The line containing "request body size." and every line after it, through the last line of the records, are to be transcribed exactly, and nothing else.

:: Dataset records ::

"""

//! Core runtime configuration.
//!
//! This module defines configuration that should be resolved once at process startup and then
//! passed into the router and services. Environment variables are read by the binary, never
//! during request handling; this module only validates the raw values it is handed.

use crate::constants::{API_VERSION, DEFAULT_BODY_LIMIT_BYTES, DEFAULT_HOST, DEFAULT_PORT};
use crate::{CoreError, CoreResult};
use std::net::{IpAddr, SocketAddr};
use std::str::FromStr;

/// Core configuration resolved at startup.
#[derive(Clone, Debug)]
pub struct CoreConfig {
    host: IpAddr,
    port: u16,
    body_limit_bytes: usize,
    version: String,
}

impl Default for CoreConfig {
    fn default() -> Self {
        Self {
            host: IpAddr::from(DEFAULT_HOST),
            port: DEFAULT_PORT,
            body_limit_bytes: DEFAULT_BODY_LIMIT_BYTES,
            version: API_VERSION.into(),
        }
    }
}

impl CoreConfig {
    /// Create a new `CoreConfig`.
    pub fn new(host: IpAddr, port: u16, body_limit_bytes: usize) -> CoreResult<Self> {
        if body_limit_bytes == 0 {
            return Err(CoreError::InvalidConfig {
                key: "MEDFORM_BODY_LIMIT_BYTES",
                reason: "body limit must be greater than zero".into(),
            });
        }

        Ok(Self {
            host,
            port,
            body_limit_bytes,
            version: API_VERSION.into(),
        })
    }

    /// Build a config from optional raw environment values.
    ///
    /// `None`, empty or whitespace-only values fall back to the defaults
    /// (`0.0.0.0`, port 3001, 50 MiB).
    ///
    /// # Errors
    /// Returns [`CoreError::InvalidConfig`] naming the offending variable if a value does not
    /// parse.
    pub fn from_env_values(
        port: Option<String>,
        host: Option<String>,
        body_limit_bytes: Option<String>,
    ) -> CoreResult<Self> {
        let port = parse_env_value("PORT", port)?.unwrap_or(DEFAULT_PORT);
        let host = parse_env_value("MEDFORM_HOST", host)?.unwrap_or(IpAddr::from(DEFAULT_HOST));
        let body_limit_bytes = parse_env_value("MEDFORM_BODY_LIMIT_BYTES", body_limit_bytes)?
            .unwrap_or(DEFAULT_BODY_LIMIT_BYTES);

        Self::new(host, port, body_limit_bytes)
    }

    /// Override the maximum accepted request body size.
    pub fn with_body_limit(mut self, body_limit_bytes: usize) -> Self {
        self.body_limit_bytes = body_limit_bytes;
        self
    }

    pub fn socket_addr(&self) -> SocketAddr {
        SocketAddr::new(self.host, self.port)
    }

    pub fn port(&self) -> u16 {
        self.port
    }

    pub fn body_limit_bytes(&self) -> usize {
        self.body_limit_bytes
    }

    pub fn version(&self) -> &str {
        &self.version
    }
}

fn parse_env_value<T>(key: &'static str, value: Option<String>) -> CoreResult<Option<T>>
where
    T: FromStr,
    T::Err: std::fmt::Display,
{
    value
        .map(|v| v.trim().to_string())
        .filter(|v| !v.is_empty())
        .map(|v| {
            v.parse::<T>().map_err(|e| CoreError::InvalidConfig {
                key,
                reason: format!("'{v}': {e}"),
            })
        })
        .transpose()
}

"""

:: Task answer ::
    /// Override the maximum accepted request body size.
    pub fn with_body_limit(mut self, body_limit_bytes: usize) -> Self {
        self.body_limit_bytes = body_limit_bytes;
        self
    }

    pub fn socket_addr(&self) -> SocketAddr {
        SocketAddr::new(self.host, self.port)
    }

    pub fn port(&self) -> u16 {
        self.port
    }

    pub fn body_limit_bytes(&self) -> usize {
        self.body_limit_bytes
    }

    pub fn version(&self) -> &str {
        &self.version
    }
}

fn parse_env_value<T>(key: &'static str, value: Option<String>) -> CoreResult<Option<T>>
where
    T: FromStr,
    T::Err: std::fmt::Display,
{
    value
        .map(|v| v.trim().to_string())
        .filter(|v| !v.is_empty())
        .map(|v| {
            v.parse::<T>().map_err(|e| CoreError::InvalidConfig {
                key,
                reason: format!("'{v}': {e}"),
            })
        })
        .transpose()
}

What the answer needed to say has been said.